***** Data extracts *****

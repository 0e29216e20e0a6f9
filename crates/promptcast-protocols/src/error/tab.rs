//! Tab errors.

use thiserror::Error;

#[derive(Debug, Error)]
pub enum TabError {
    #[error("Tab not found: {0}")]
    NotFound(String),

    #[error("Tab creation failed: {0}")]
    CreateFailed(String),

    /// Focusing or inspecting a tab failed, usually because it closed.
    #[error("Tab access failed: {0}")]
    AccessFailed(String),

    #[error("Message delivery failed: {0}")]
    DeliveryFailed(String),

    #[error("Timed out waiting for {0}")]
    Timeout(String),

    #[error("Browser unavailable: {0}")]
    Browser(String),
}

#[cfg(test)]
mod tests {
    use super::*;

    #[test]
    fn test_access_failed_display() {
        let err = TabError::AccessFailed("tab-7 closed".to_string());
        assert!(err.to_string().contains("access failed"));
        assert!(err.to_string().contains("tab-7"));
    }

    #[test]
    fn test_timeout_display() {
        let err = TabError::Timeout("page load".to_string());
        assert_eq!(err.to_string(), "Timed out waiting for page load");
    }
}
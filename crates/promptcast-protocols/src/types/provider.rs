//! Provider definitions.

use serde::{Deserialize, Serialize};

/// How a provider's text-entry widget takes text, which selects the fill cascade.
#[derive(Debug, Clone, Copy, PartialEq, Eq, Hash, Serialize, Deserialize)]
#[serde(rename_all = "snake_case")]
pub enum CapabilityClass {
    /// A value-typed control (textarea/input) that a framework may instrument.
    ValueBearing,
    /// A content-editable region with no framework interception assumed.
    PlainContentEditable,
    /// A content-editable region owned by an editor framework; hidden
    /// duplicates may coexist with the live editor.
    FrameworkOwnedEditable,
}

impl CapabilityClass {
    /// Whether discovery must reject elements that are not visibly rendered.
    pub fn requires_visible(&self) -> bool {
        matches!(self, Self::FrameworkOwnedEditable)
    }
}

impl std::fmt::Display for CapabilityClass {
    fn fmt(&self, f: &mut std::fmt::Formatter<'_>) -> std::fmt::Result {
        let name = match self {
            Self::ValueBearing => "value_bearing",
            Self::PlainContentEditable => "plain_content_editable",
            Self::FrameworkOwnedEditable => "framework_owned_editable",
        };
        f.write_str(name)
    }
}

/// One target conversational web application.
#[derive(Debug, Clone, PartialEq, Eq, Serialize, Deserialize)]
pub struct Provider {
    pub id: String,
    pub name: String,
    pub canonical_domain: String,
    pub url: String,
    pub capability: CapabilityClass,
}

impl Provider {
    pub fn new(
        id: impl Into<String>,
        name: impl Into<String>,
        canonical_domain: impl Into<String>,
        url: impl Into<String>,
        capability: CapabilityClass,
    ) -> Self {
        Self {
            id: id.into(),
            name: name.into(),
            canonical_domain: canonical_domain.into(),
            url: url.into(),
            capability,
        }
    }
}
//! Page-side JavaScript.
//!
//! Element primitives are function declarations run with
//! `Runtime.callFunctionOn`, `this` bound to the element. Document-level
//! snippets are function expressions applied to JSON-encoded arguments with
//! [`invoke`].

use serde_json::Value;

/// Name of the isolated world promptcast runs in.
pub const WORLD_NAME: &str = "promptcast";

/// Binding receiving mutation notifications (payload: observer token).
pub const MUTATION_BINDING: &str = "__promptcastMutation";

/// Binding receiving page-global messages (payload: JSON message).
pub const MESSAGE_BINDING: &str = "__promptcastMessage";

/// Apply a function expression to JSON-encoded arguments.
pub fn invoke(function: &str, args: &[Value]) -> String {
    let args: Vec<String> = args.iter().map(Value::to_string).collect();
    format!("({})({})", function, args.join(", "))
}

pub const FIND_ELEMENT: &str = r#"(selector, requireVisible) => {
    const visible = (el) => {
        if (!el.isConnected) return false;
        const style = getComputedStyle(el);
        if (style.display === "none" || style.visibility === "hidden") return false;
        const rect = el.getBoundingClientRect();
        return rect.width > 0 && rect.height > 0;
    };
    for (const el of document.querySelectorAll(selector)) {
        if (!requireVisible || visible(el)) return el;
    }
    return null;
}"#;

pub const FIND_ENABLED_CONTROL: &str = r#"(selector) => {
    for (const el of document.querySelectorAll(selector)) {
        const button = el.closest("button") || el;
        if (button.disabled) continue;
        if (button.getAttribute("aria-disabled") === "true") continue;
        return button;
    }
    return null;
}"#;

pub const DESCRIBE: &str = r##"function() {
    const tag = this.tagName.toLowerCase();
    const valueControl = (tag === "textarea" || tag === "input") && !this.isContentEditable;
    let label = tag;
    if (this.id) label += "#" + this.id;
    if (typeof this.className === "string" && this.className.trim()) {
        label += "." + this.className.trim().split(/\s+/).slice(0, 3).join(".");
    }
    return { valueControl, label };
}"##;

pub const FOCUS: &str = "function() { this.focus(); }";

pub const VALUE: &str = r#"function() { return typeof this.value === "string" ? this.value : ""; }"#;

pub const RENDERED_TEXT: &str = r#"function() { return this.innerText || this.textContent || ""; }"#;

pub const WRITE_VALUE_VIA_PROTOTYPE: &str = r#"function(text) {
    const proto = this instanceof HTMLTextAreaElement
        ? HTMLTextAreaElement.prototype
        : HTMLInputElement.prototype;
    const descriptor = Object.getOwnPropertyDescriptor(proto, "value");
    if (descriptor && descriptor.set) {
        descriptor.set.call(this, text);
    } else {
        this.value = text;
    }
}"#;

pub const PRIME_VALUE_TRACKER: &str = r#"function(previous) {
    const tracker = this._valueTracker;
    if (!tracker || typeof tracker.setValue !== "function") return false;
    tracker.setValue(previous);
    return true;
}"#;

pub const DISPATCH: &str = r#"function(spec) {
    const init = { bubbles: true, cancelable: true, composed: true };
    let event;
    try {
        switch (spec.family) {
            case "focus":
                event = new FocusEvent(spec.type, init);
                break;
            case "keyboard":
                event = new KeyboardEvent(spec.type, { ...init, key: spec.key, code: spec.code });
                break;
            case "input":
                event = new InputEvent(spec.type, { ...init, inputType: "insertText", data: spec.data });
                break;
            case "composition":
                event = new CompositionEvent(spec.type, { ...init, data: spec.data });
                break;
            case "clipboard": {
                const transfer = new DataTransfer();
                transfer.setData("text/plain", spec.data);
                event = new ClipboardEvent(spec.type, { ...init, clipboardData: transfer });
                break;
            }
            default:
                event = new Event(spec.type, init);
        }
    } catch (e) {
        return false;
    }
    this.dispatchEvent(event);
    return true;
}"#;

pub const INVOKE_COMPONENT_CHANGE_HANDLER: &str = r#"function(text) {
    const key = Object.keys(this).find(
        (k) => k.startsWith("__reactFiber$") || k.startsWith("__reactInternalInstance$")
    );
    let node = key ? this[key] : null;
    while (node) {
        const props = node.memoizedProps || node.pendingProps;
        if (props && typeof props.onChange === "function") {
            props.onChange({
                target: { value: text },
                currentTarget: { value: text },
                preventDefault() {},
                stopPropagation() {},
                persist() {},
            });
            return true;
        }
        node = node.return;
    }
    return false;
}"#;

pub const SELECT_ALL: &str = r#"function() {
    this.focus();
    if (typeof this.select === "function") {
        this.select();
        return;
    }
    const range = document.createRange();
    range.selectNodeContents(this);
    const selection = window.getSelection();
    selection.removeAllRanges();
    selection.addRange(range);
}"#;

pub const INSERT_TEXT: &str =
    r#"function(text) { return document.execCommand("insertText", false, text); }"#;

pub const REPLACE_WITH_PARAGRAPH: &str = r#"function(text) {
    const paragraph = document.createElement("p");
    paragraph.textContent = text;
    this.replaceChildren(paragraph);
}"#;

pub const ASSIGN_TEXT: &str = r#"function(text) {
    if (!this.isContentEditable && "value" in this) {
        this.value = text;
    } else {
        this.textContent = text;
    }
}"#;

pub const PLACE_CARET_AT_END: &str = r#"function() {
    if (typeof this.setSelectionRange === "function") {
        const end = this.value.length;
        this.setSelectionRange(end, end);
    }
}"#;

/// Background tabs do not run animation frames; the timer bounds the wait.
pub const NEXT_FRAME: &str = r#"function() {
    return new Promise((resolve) => {
        requestAnimationFrame(() => resolve(true));
        setTimeout(() => resolve(false), 100);
    });
}"#;

pub const ENABLED_FORM_BUTTON: &str = r#"function() {
    const form = this.closest("form");
    if (!form) return null;
    for (const button of form.querySelectorAll("button")) {
        if (!button.disabled) return button;
    }
    return null;
}"#;

pub const SUBMIT_ENCLOSING_FORM: &str = r#"function() {
    const form = this.closest("form");
    if (!form) return false;
    form.dispatchEvent(new Event("submit", { bubbles: true, cancelable: true }));
    return true;
}"#;

pub const CLICK: &str = "function() { this.click(); }";

pub const WATCH_MUTATIONS: &str = r#"(binding, token) => {
    const registry = (globalThis.__promptcastObservers ||= {});
    const observer = new MutationObserver(() => globalThis[binding](String(token)));
    observer.observe(document.body || document.documentElement, {
        childList: true,
        subtree: true,
        attributes: true,
    });
    registry[token] = observer;
    return true;
}"#;

pub const UNWATCH_MUTATIONS: &str = r#"(token) => {
    const registry = globalThis.__promptcastObservers || {};
    if (registry[token]) {
        registry[token].disconnect();
        delete registry[token];
    }
    return true;
}"#;

/// Forward every same-window message to the binding, once per context.
pub const LISTEN_MESSAGES: &str = r#"(binding) => {
    if (globalThis.__promptcastListening) return false;
    globalThis.__promptcastListening = true;
    window.addEventListener("message", (event) => {
        if (event.source !== window) return;
        try {
            globalThis[binding](JSON.stringify(event.data));
        } catch (e) {}
    });
    return true;
}"#;

pub const POST_MESSAGE: &str = r#"(message) => { window.postMessage(message, "*"); return true; }"#;

pub const HOSTNAME: &str = "location.hostname";

pub const READY_STATE: &str = "document.readyState";

pub const DOCUMENT_STATE: &str = "({ state: document.readyState, href: location.href })";
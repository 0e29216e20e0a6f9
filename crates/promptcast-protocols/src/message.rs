//! Runtime message contracts.
//!
//! Every request on the runtime channel is answered with a [`MessageAck`].
//! An ack of `success: true` means the work was *initiated*; it says nothing
//! about whether a fill or send eventually succeeded.

use serde::{Deserialize, Serialize};

use crate::types::FillInstruction;

/// Messages exchanged between the controller, the orchestrator and pages.
#[derive(Debug, Clone, PartialEq, Eq, Serialize, Deserialize)]
#[serde(tag = "type")]
pub enum RuntimeMessage {
    /// Controller → orchestrator: open (or reuse) one tab per URL and fill it.
    #[serde(rename = "OPEN_AI_PROVIDERS", rename_all = "camelCase")]
    OpenAiProviders {
        urls: Vec<String>,
        prompt: String,
        #[serde(default)]
        auto_send: bool,
        #[serde(default)]
        follow_up_mode: bool,
    },

    /// Orchestrator → page: fill the prompt, optionally submit.
    #[serde(rename = "FILL_PROMPT", rename_all = "camelCase")]
    FillPrompt {
        prompt: String,
        #[serde(default)]
        auto_send: bool,
        #[serde(default)]
        follow_up_mode: bool,
    },

    /// Page → orchestrator: a send affordance was activated.
    #[serde(rename = "PROMPT_SENT")]
    PromptSent {},
}

impl RuntimeMessage {
    /// Wire name of the message type.
    pub fn kind(&self) -> &'static str {
        match self {
            Self::OpenAiProviders { .. } => "OPEN_AI_PROVIDERS",
            Self::FillPrompt { .. } => "FILL_PROMPT",
            Self::PromptSent {} => "PROMPT_SENT",
        }
    }

    /// The fill instruction carried by a `FILL_PROMPT`, if any.
    pub fn fill_instruction(&self) -> Option<FillInstruction> {
        match self {
            Self::FillPrompt {
                prompt,
                auto_send,
                follow_up_mode,
            } => Some(FillInstruction {
                prompt: prompt.clone(),
                auto_send: *auto_send,
                follow_up: *follow_up_mode,
            }),
            _ => None,
        }
    }
}

impl From<FillInstruction> for RuntimeMessage {
    fn from(instruction: FillInstruction) -> Self {
        Self::FillPrompt {
            prompt: instruction.prompt,
            auto_send: instruction.auto_send,
            follow_up_mode: instruction.follow_up,
        }
    }
}

/// Response to every runtime message.
#[derive(Debug, Clone, Copy, PartialEq, Eq, Serialize, Deserialize)]
pub struct MessageAck {
    pub success: bool,
}

impl MessageAck {
    pub fn ok() -> Self {
        Self { success: true }
    }

    pub fn rejected() -> Self {
        Self { success: false }
    }
}

#[cfg(test)]
#[path = "message_tests.rs"]
mod tests;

*****

(Instructions for the task):
Lines from the one containing "pub enum RuntimeMessage" to the last line above, both included: copy these exactly and write nothing else.

(Expected output):
pub enum RuntimeMessage {
    /// Controller → orchestrator: open (or reuse) one tab per URL and fill it.
    #[serde(rename = "OPEN_AI_PROVIDERS", rename_all = "camelCase")]
    OpenAiProviders {
        urls: Vec<String>,
        prompt: String,
        #[serde(default)]
        auto_send: bool,
        #[serde(default)]
        follow_up_mode: bool,
    },

    /// Orchestrator → page: fill the prompt, optionally submit.
    #[serde(rename = "FILL_PROMPT", rename_all = "camelCase")]
    FillPrompt {
        prompt: String,
        #[serde(default)]
        auto_send: bool,
        #[serde(default)]
        follow_up_mode: bool,
    },

    /// Page → orchestrator: a send affordance was activated.
    #[serde(rename = "PROMPT_SENT")]
    PromptSent {},
}

impl RuntimeMessage {
    /// Wire name of the message type.
    pub fn kind(&self) -> &'static str {
        match self {
            Self::OpenAiProviders { .. } => "OPEN_AI_PROVIDERS",
            Self::FillPrompt { .. } => "FILL_PROMPT",
            Self::PromptSent {} => "PROMPT_SENT",
        }
    }

    /// The fill instruction carried by a `FILL_PROMPT`, if any.
    pub fn fill_instruction(&self) -> Option<FillInstruction> {
        match self {
            Self::FillPrompt {
                prompt,
                auto_send,
                follow_up_mode,
            } => Some(FillInstruction {
                prompt: prompt.clone(),
                auto_send: *auto_send,
                follow_up: *follow_up_mode,
            }),
            _ => None,
        }
    }
}

impl From<FillInstruction> for RuntimeMessage {
    fn from(instruction: FillInstruction) -> Self {
        Self::FillPrompt {
            prompt: instruction.prompt,
            auto_send: instruction.auto_send,
            follow_up_mode: instruction.follow_up,
        }
    }
}

/// Response to every runtime message.
#[derive(Debug, Clone, Copy, PartialEq, Eq, Serialize, Deserialize)]
pub struct MessageAck {
    pub success: bool,
}

impl MessageAck {
    pub fn ok() -> Self {
        Self { success: true }
    }

    pub fn rejected() -> Self {
        Self { success: false }
    }
}

#[cfg(test)]
#[path = "message_tests.rs"]
mod tests;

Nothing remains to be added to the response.